しばらく空いた時間は、お互いのぬくもりに触れられない寂しさを煩わせた。莉子も彼の長期出張中にプロポーズのことを考える片隅で、同じだった。
お互い嫌いになったわけじゃない。
けれど、大好きな恋人同士でも気持ちはすれ違う。
硝子に触れるように重ねられた唇、繋がれた手、莉子には贅沢すぎる白馬のお迎え。
「疲れてたのかい?」
「少しだけ。春に出す新作の案が煮詰まって」
「そうか」
すぐ近くにある王子様の存在が、当たり前ではなくて、だからこそ手を離したくなくて、縋りたくなる。それがお姫様になれる唯一の条件。子供の頃の憧れを叶えることができる小指に繋がれた赤い糸。
子どもの頃の憧れを叶えられるなら、莉子も心のどこかでそう思っていた。
「新さん、あのね」
「見たよ。箱の中身」
テーブルに置いていた白い箱はいつしか開けられていた。その中身を見たと言う彼からふと視線を外して、莉子は続けた。
「うん。新さんに、話しておきたくて。プロポーズの話は本当に嬉しかったよ。子供の頃から誰かのお姫様になることが夢だったから、新さんのお姫様になれることがとても嬉しかった」
それが最大級の女の子の幸せだと、信じて疑わなかった。結婚して仕事を辞めていく友人達の笑顔は、莉子にはいつも眩しくて。いつか自分もそうなりたいと願った。

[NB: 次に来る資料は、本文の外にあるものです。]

use mmu::{EventSink, PagingEvent, PagingStats};

pub fn format_event(event: &PagingEvent) -> String {
    match *event {
        PagingEvent::ColdFault { page, frame } => {
            format!("Page {} loaded into frame {}", page, frame)
        }
        PagingEvent::EvictionFault {
            evicted_page,
            new_page,
            frame,
        } => format!(
            "Page fault occurred. Evicting page {} from frame {} to load page {}",
            evicted_page, frame, new_page
        ),
        PagingEvent::TranslationResult {
            logical_address,
            page_number,
            offset,
            physical_address,
        } => format!(
            "Logical Address: 0x{:04x} => Page Number: 0x{:02x}  Offset: 0x{:02x}  Physical Address: 0x{:04x}",
            logical_address, page_number, offset, physical_address
        ),
    }
}

pub fn format_stats(stats: &PagingStats) -> String {
    format!(
        "{} translations, {} hits, {} cold faults, {} evictions",
        stats.translations, stats.hits, stats.cold_faults, stats.evictions
    )
}

/// Writes every paging event to the `log` facade.
#[derive(Debug, Default, Clone, Copy)]
pub struct LogSink;

impl EventSink for LogSink {
    fn notify(&mut self, event: PagingEvent) {
        log::info!("{}", format_event(&event));
    }
}
//! Demand-paging simulator: the driver pieces around the `mmu` crate.

pub mod args;
pub mod generator;
pub mod report;
pub mod simulation;

pub use mmu;
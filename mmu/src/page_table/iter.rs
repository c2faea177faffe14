use super::PageTableEntry;

/// Walks the resident mappings of a page table as `(page, frame)` pairs.
pub struct PageTableIterator<'a> {
    current: usize,
    entries: &'a [Option<PageTableEntry>],
}

impl<'a> PageTableIterator<'a> {
    pub(super) fn new(entries: &'a [Option<PageTableEntry>]) -> Self {
        Self {
            current: 0,
            entries,
        }
    }
}

impl<'a> Iterator for PageTableIterator<'a> {
    type Item = (usize, usize);

    fn next(&mut self) -> Option<Self::Item> {
        while self.current < self.entries.len() {
            let page_number = self.current;
            self.current += 1;
            if let Some(entry) = self.entries[page_number] {
                return Some((page_number, entry.get_frame_number()));
            }
        }
        None
    }
}
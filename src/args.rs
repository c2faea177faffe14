use std::fmt;

use mmu::PolicyKind;

pub const DEFAULT_TRIALS: usize = 10;

pub const USAGE: &str = "Usage: paging-sim [TRIALS] [SEED] [POLICY]\n\
    \n\
    TRIALS  number of random addresses to translate (default 10)\n\
    SEED    seed for the address generator (default: random)\n\
    POLICY  fifo, lru or round-robin (default fifo)";

#[derive(Debug, Clone, Copy, PartialEq, Eq)]
pub struct RunConfig {
    pub trials: usize,
    pub seed: Option<u64>,
    pub policy: PolicyKind,
}

impl Default for RunConfig {
    fn default() -> Self {
        RunConfig {
            trials: DEFAULT_TRIALS,
            seed: None,
            policy: PolicyKind::default(),
        }
    }
}

#[derive(Debug, PartialEq, Eq)]
pub enum ArgsError {
    HelpRequested,
    InvalidTrials(String),
    InvalidSeed(String),
    InvalidPolicy(String),
    UnexpectedArgument(String),
}

impl fmt::Display for ArgsError {
    fn fmt(&self, f: &mut fmt::Formatter<'_>) -> fmt::Result {
        match self {
            ArgsError::HelpRequested => write!(f, "{}", USAGE),
            ArgsError::InvalidTrials(arg) => write!(f, "invalid trial count '{}'", arg),
            ArgsError::InvalidSeed(arg) => write!(f, "invalid seed '{}'", arg),
            ArgsError::InvalidPolicy(arg) => write!(f, "invalid replacement policy '{}'", arg),
            ArgsError::UnexpectedArgument(arg) => write!(f, "unexpected argument '{}'", arg),
        }
    }
}

impl std::error::Error for ArgsError {}

/// Parses the arguments that follow the program name.
pub fn parse_args<I>(args: I) -> Result<RunConfig, ArgsError>
where
    I: IntoIterator<Item = String>,
{
    let mut config = RunConfig::default();
    let mut positional = 0;
    for arg in args {
        if arg == "-h" || arg == "--help" {
            return Err(ArgsError::HelpRequested);
        }
        match positional {
            0 => {
                config.trials = arg.parse().map_err(|_| ArgsError::InvalidTrials(arg.clone()))?
            }
            1 => config.seed = Some(arg.parse().map_err(|_| ArgsError::InvalidSeed(arg.clone()))?),
            2 => {
                config.policy = arg
                    .parse()
                    .map_err(|_| ArgsError::InvalidPolicy(arg.clone()))?
            }
            _ => return Err(ArgsError::UnexpectedArgument(arg)),
        }
        positional += 1;
    }
    Ok(config)
}
use std::fmt;

#[derive(Debug, Clone, Copy, PartialEq, Eq)]
pub enum MemoryError {
    OverCapacity { frame: usize },
}

impl fmt::Display for MemoryError {
    fn fmt(&self, f: &mut fmt::Formatter<'_>) -> fmt::Result {
        match self {
            MemoryError::OverCapacity { frame } => {
                write!(f, "frame {} is outside physical memory", frame)
            }
        }
    }
}

impl std::error::Error for MemoryError {}

/// Physical memory seen as an array of frame slots.
/// Each slot is either empty or holds the number of the page resident there.
#[derive(Debug, Clone, PartialEq, Eq)]
pub struct PhysicalMemory<const NUM_FRAMES: usize> {
    frames: [Option<usize>; NUM_FRAMES],
}

impl<const NUM_FRAMES: usize> PhysicalMemory<NUM_FRAMES> {
    pub fn init() -> Self {
        assert!(NUM_FRAMES > 0, "Physical memory needs at least one frame");
        Self {
            frames: [None; NUM_FRAMES],
        }
    }

    pub const fn capacity(&self) -> usize {
        NUM_FRAMES
    }

    pub fn check_frame(&self, frame: usize) -> Result<(), MemoryError> {
        if frame >= NUM_FRAMES {
            return Err(MemoryError::OverCapacity { frame });
        }
        Ok(())
    }

    /// Page currently held by `frame`, `None` when the frame is empty.
    pub fn occupant(&self, frame: usize) -> Result<Option<usize>, MemoryError> {
        self.check_frame(frame)?;
        Ok(self.frames[frame])
    }

    /// Places `page_number` in `frame` and returns the page it replaced.
    pub fn load(&mut self, frame: usize, page_number: usize) -> Result<Option<usize>, MemoryError> {
        self.check_frame(frame)?;
        log::trace!("frame {} <- page {}", frame, page_number);
        Ok(self.frames[frame].replace(page_number))
    }

    pub fn clear(&mut self, frame: usize) -> Result<Option<usize>, MemoryError> {
        self.check_frame(frame)?;
        Ok(self.frames[frame].take())
    }

    /// First empty frame in ascending order.
    pub fn find_empty(&self) -> Option<usize> {
        self.frames.iter().position(|slot| slot.is_none())
    }

    pub fn is_full(&self) -> bool {
        self.find_empty().is_none()
    }

    pub fn occupied(&self) -> usize {
        self.frames.iter().filter(|slot| slot.is_some()).count()
    }

    /// Frame that currently holds `page_number`, if any.
    pub fn frame_holding(&self, page_number: usize) -> Option<usize> {
        self.frames
            .iter()
            .position(|slot| *slot == Some(page_number))
    }

    pub fn iter(&self) -> impl Iterator<Item = (usize, Option<usize>)> + '_ {
        self.frames.iter().copied().enumerate()
    }
}

impl<const NUM_FRAMES: usize> Default for PhysicalMemory<NUM_FRAMES> {
    fn default() -> Self {
        Self::init()
    }
}

#[cfg(test)]
mod tests {
    use super::*;

    #[test]
    fn test_init_is_empty() {
        let mem = PhysicalMemory::<8>::init();
        assert_eq!(mem.capacity(), 8);
        assert_eq!(mem.occupied(), 0);
        assert_eq!(mem.find_empty(), Some(0));
        assert!(!mem.is_full());
        for (_, slot) in mem.iter() {
            assert_eq!(slot, None);
        }
    }

    #[test]
    fn test_load_and_read() {
        let mut mem = PhysicalMemory::<4>::init();
        assert_eq!(mem.load(2, 17).unwrap(), None);
        assert_eq!(mem.occupant(2).unwrap(), Some(17));
        assert_eq!(mem.frame_holding(17), Some(2));
        assert_eq!(mem.load(2, 5).unwrap(), Some(17));
        assert_eq!(mem.occupant(2).unwrap(), Some(5));
        assert_eq!(mem.frame_holding(17), None);
    }

    #[test]
    fn test_find_empty_scans_ascending() {
        let mut mem = PhysicalMemory::<3>::init();
        mem.load(0, 10).unwrap();
        mem.load(2, 12).unwrap();
        assert_eq!(mem.find_empty(), Some(1));
        mem.load(1, 11).unwrap();
        assert_eq!(mem.find_empty(), None);
        assert!(mem.is_full());
        assert_eq!(mem.clear(0).unwrap(), Some(10));
        assert_eq!(mem.find_empty(), Some(0));
    }

    #[test]
    fn test_invalid_frame() {
        let mut mem = PhysicalMemory::<4>::init();
        assert_eq!(mem.load(4, 1), Err(MemoryError::OverCapacity { frame: 4 }));
        assert_eq!(mem.occupant(9), Err(MemoryError::OverCapacity { frame: 9 }));
        assert_eq!(mem.clear(4), Err(MemoryError::OverCapacity { frame: 4 }));
        assert_eq!(mem.occupied(), 0);
    }
}
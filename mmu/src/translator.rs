use std::sync::{Arc, Mutex, MutexGuard};

use memory::PhysicalMemory;

use crate::event::{EventSink, NullSink, PagingEvent};
use crate::frame_allocator::{FrameAllocator, LoadOutcome};
use crate::page_table::PageTable;
use crate::replacement::{Fifo, ReplacementPolicy};
use crate::MmuError;

#[derive(Debug, Default, Clone, Copy, PartialEq, Eq)]
pub struct PagingStats {
    pub translations: u64,
    pub hits: u64,
    pub cold_faults: u64,
    pub evictions: u64,
}

impl PagingStats {
    pub fn faults(&self) -> u64 {
        self.cold_faults + self.evictions
    }

    fn record_load(&mut self, outcome: LoadOutcome) {
        match outcome {
            LoadOutcome::Cold { .. } => self.cold_faults += 1,
            LoadOutcome::Evicted { .. } => self.evictions += 1,
        }
    }
}

/// Paging unit: owns the page table and physical memory and translates
/// logical addresses, loading pages on demand.
///
/// Offsets are bounded by `PAGE_SIZE`; frames are `FRAME_SIZE` apart in the
/// physical address space.
pub struct Mmu<
    const PAGE_SIZE: usize,
    const FRAME_SIZE: usize,
    const NUM_PAGES: usize,
    const NUM_FRAMES: usize,
> {
    page_table: PageTable<NUM_PAGES>,
    memory: PhysicalMemory<NUM_FRAMES>,
    allocator: FrameAllocator,
    sink: Box<dyn EventSink>,
    stats: PagingStats,
}

impl<const PAGE_SIZE: usize, const FRAME_SIZE: usize, const NUM_PAGES: usize, const NUM_FRAMES: usize>
    Mmu<PAGE_SIZE, FRAME_SIZE, NUM_PAGES, NUM_FRAMES>
{
    pub fn init(policy: Box<dyn ReplacementPolicy>, sink: Box<dyn EventSink>) -> Self {
        assert!(PAGE_SIZE > 0, "Page size must not be zero");
        assert!(
            PAGE_SIZE <= FRAME_SIZE,
            "Page size {} does not fit in frame size {}",
            PAGE_SIZE,
            FRAME_SIZE
        );
        log::debug!(
            "paging unit: {} pages of {} bytes, {} frames of {} bytes, {} replacement",
            NUM_PAGES,
            PAGE_SIZE,
            NUM_FRAMES,
            FRAME_SIZE,
            policy.name()
        );
        Self {
            page_table: PageTable::init(),
            memory: PhysicalMemory::init(),
            allocator: FrameAllocator::init(policy),
            sink,
            stats: PagingStats::default(),
        }
    }

    pub const fn address_space() -> usize {
        NUM_PAGES * PAGE_SIZE
    }

    /// Splits a logical address into `(page number, offset)`.
    pub fn split(logical_address: i64) -> Result<(usize, usize), MmuError> {
        let address = usize::try_from(logical_address)
            .ok()
            .filter(|&address| address < Self::address_space())
            .ok_or(MmuError::AddressOutOfRange(logical_address))?;
        Ok((address / PAGE_SIZE, address % PAGE_SIZE))
    }

    pub fn translate(&mut self, logical_address: i64) -> Result<usize, MmuError> {
        let (page_number, offset) = Self::split(logical_address)?;

        let frame = match self.page_table.lookup(page_number)? {
            Some(frame) => {
                log::trace!("page {} hit in frame {}", page_number, frame);
                self.allocator.touch(frame);
                self.stats.hits += 1;
                frame
            }
            None => {
                self.load_page(page_number)?;
                self.page_table.lookup(page_number)?.ok_or_else(|| {
                    MmuError::InconsistentState(format!(
                        "page {} unmapped right after loading",
                        page_number
                    ))
                })?
            }
        };

        let physical_address = frame * FRAME_SIZE + offset;
        self.stats.translations += 1;
        self.sink.notify(PagingEvent::TranslationResult {
            logical_address: page_number * PAGE_SIZE + offset,
            page_number,
            offset,
            physical_address,
        });
        Ok(physical_address)
    }

    /// Brings `page_number` into memory and returns its frame. Fails with
    /// `AlreadyResident` when the page is mapped already.
    pub fn load_page(&mut self, page_number: usize) -> Result<usize, MmuError> {
        let outcome = self.allocator.load_page(
            page_number,
            &mut self.page_table,
            &mut self.memory,
            self.sink.as_mut(),
        )?;
        self.stats.record_load(outcome);
        Ok(outcome.frame())
    }

    pub fn frame_of(&self, page_number: usize) -> Result<Option<usize>, MmuError> {
        self.page_table.lookup(page_number)
    }

    pub fn occupant(&self, frame: usize) -> Result<Option<usize>, MmuError> {
        Ok(self.memory.occupant(frame)?)
    }

    pub fn page_table(&self) -> &PageTable<NUM_PAGES> {
        &self.page_table
    }

    pub fn memory(&self) -> &PhysicalMemory<NUM_FRAMES> {
        &self.memory
    }

    pub fn stats(&self) -> PagingStats {
        self.stats
    }

    pub fn policy_name(&self) -> &'static str {
        self.allocator.policy_name()
    }

    /// Checks that every resident page sits in the frame the table records and
    /// that every occupied frame is mapped back by the table.
    pub fn check_consistency(&self) -> Result<(), MmuError> {
        for (page, frame) in self.page_table.iter() {
            match self.memory.occupant(frame) {
                Ok(Some(occupant)) if occupant == page => {}
                Ok(occupant) => {
                    return Err(MmuError::InconsistentState(format!(
                        "page {} maps to frame {} which holds {:?}",
                        page, frame, occupant
                    )))
                }
                Err(_) => {
                    return Err(MmuError::InconsistentState(format!(
                        "page {} maps to missing frame {}",
                        page, frame
                    )))
                }
            }
        }
        for (frame, occupant) in self.memory.iter() {
            if let Some(page) = occupant {
                if self.page_table.lookup(page)? != Some(frame) {
                    return Err(MmuError::InconsistentState(format!(
                        "frame {} holds page {} which the table does not map there",
                        frame, page
                    )));
                }
            }
        }
        Ok(())
    }
}

impl<const PAGE_SIZE: usize, const FRAME_SIZE: usize, const NUM_PAGES: usize, const NUM_FRAMES: usize>
    Default for Mmu<PAGE_SIZE, FRAME_SIZE, NUM_PAGES, NUM_FRAMES>
{
    fn default() -> Self {
        Self::init(Box::new(Fifo::default()), Box::new(NullSink))
    }
}

/// Cloneable handle to one `Mmu`. A single lock covers the page table,
/// physical memory, policy and sink, so loads and evictions are atomic to
/// every holder of the handle.
pub struct SharedMmu<
    const PAGE_SIZE: usize,
    const FRAME_SIZE: usize,
    const NUM_PAGES: usize,
    const NUM_FRAMES: usize,
> {
    inner: Arc<Mutex<Mmu<PAGE_SIZE, FRAME_SIZE, NUM_PAGES, NUM_FRAMES>>>,
}

impl<const PAGE_SIZE: usize, const FRAME_SIZE: usize, const NUM_PAGES: usize, const NUM_FRAMES: usize>
    Clone for SharedMmu<PAGE_SIZE, FRAME_SIZE, NUM_PAGES, NUM_FRAMES>
{
    fn clone(&self) -> Self {
        Self {
            inner: Arc::clone(&self.inner),
        }
    }
}

impl<const PAGE_SIZE: usize, const FRAME_SIZE: usize, const NUM_PAGES: usize, const NUM_FRAMES: usize>
    SharedMmu<PAGE_SIZE, FRAME_SIZE, NUM_PAGES, NUM_FRAMES>
{
    pub fn new(mmu: Mmu<PAGE_SIZE, FRAME_SIZE, NUM_PAGES, NUM_FRAMES>) -> Self {
        Self {
            inner: Arc::new(Mutex::new(mmu)),
        }
    }

    fn lock(
        &self,
    ) -> Result<MutexGuard<'_, Mmu<PAGE_SIZE, FRAME_SIZE, NUM_PAGES, NUM_FRAMES>>, MmuError> {
        self.inner.lock().map_err(|_| MmuError::Poisoned)
    }

    pub fn translate(&self, logical_address: i64) -> Result<usize, MmuError> {
        self.lock()?.translate(logical_address)
    }

    pub fn load_page(&self, page_number: usize) -> Result<usize, MmuError> {
        self.lock()?.load_page(page_number)
    }

    pub fn stats(&self) -> Result<PagingStats, MmuError> {
        Ok(self.lock()?.stats())
    }

    pub fn check_consistency(&self) -> Result<(), MmuError> {
        self.lock()?.check_consistency()
    }

    /// Runs `f` with exclusive access to the paging unit.
    pub fn with<R>(
        &self,
        f: impl FnOnce(&mut Mmu<PAGE_SIZE, FRAME_SIZE, NUM_PAGES, NUM_FRAMES>) -> R,
    ) -> Result<R, MmuError> {
        let mut mmu = self.lock()?;
        Ok(f(&mut *mmu))
    }
}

それを目の前にして、莉子にはこれまで見たことがなかった景色が広がった。でもそれはすべてが輝いて見えるというわけではなかった。
「でも、ごめんなさい。一緒には行けない。今は他にもやりたいことを見つけたの。みんなが憧れるお姫様にももちろん憧れたけど、私にしかできないことがあるなら、それをやり遂げたい。そう気づいたの」
これまで積み上げたものを簡単に投げ捨てるほど、この何年も単純にお菓子と向き合ってきたのではなかった。この手で作るお菓子で誰かを幸せにできるなら、もう少しがんばろうと思う。お姫様の道のりから遠のいてしまっても。